▶ Work order
Take the line that contains "filename src/api/middleware/mod.rs" and all lines after it, up to and including the last line of the data, and write them out exactly; nothing else belongs in the answer.
(Beginning of Given entries)
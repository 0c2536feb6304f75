//! HTTP layer: handlers, DTOs, middleware, and the route table.

pub mod dto;
pub mod handlers;
pub mod middleware;
pub mod routes;
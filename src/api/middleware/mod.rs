//! Tower middleware layers.

pub mod rate_limit;
pub mod tracing;
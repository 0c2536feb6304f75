//! Health check response DTOs.

use serde::{Deserialize, Serialize};

#[derive(Debug, Serialize, Deserialize)]
pub struct HealthResponse {
    pub status: String,
    pub version: String,
    pub checks: HealthChecks,
}

#[derive(Debug, Serialize, Deserialize)]
pub struct HealthChecks {
    pub cache: CheckStatus,
    pub view_queue: CheckStatus,
}

#[derive(Debug, Serialize, Deserialize)]
pub struct CheckStatus {
    pub status: String,
    #[serde(skip_serializing_if = "Option::is_none")]
    pub message: Option<String>,
}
(End of Given entries)
▶ Answer below
filename src/api/middleware/mod.rs
//! Tower middleware layers.

pub mod rate_limit;
pub mod tracing;
repository 0c2536feb6304f75
//! Health check response DTOs.

use serde::{Deserialize, Serialize};

#[derive(Debug, Serialize, Deserialize)]
pub struct HealthResponse {
    pub status: String,
    pub version: String,
    pub checks: HealthChecks,
}

#[derive(Debug, Serialize, Deserialize)]
pub struct HealthChecks {
    pub cache: CheckStatus,
    pub view_queue: CheckStatus,
}

#[derive(Debug, Serialize, Deserialize)]
pub struct CheckStatus {
    pub status: String,
    #[serde(skip_serializing_if = "Option::is_none")]
    pub message: Option<String>,
}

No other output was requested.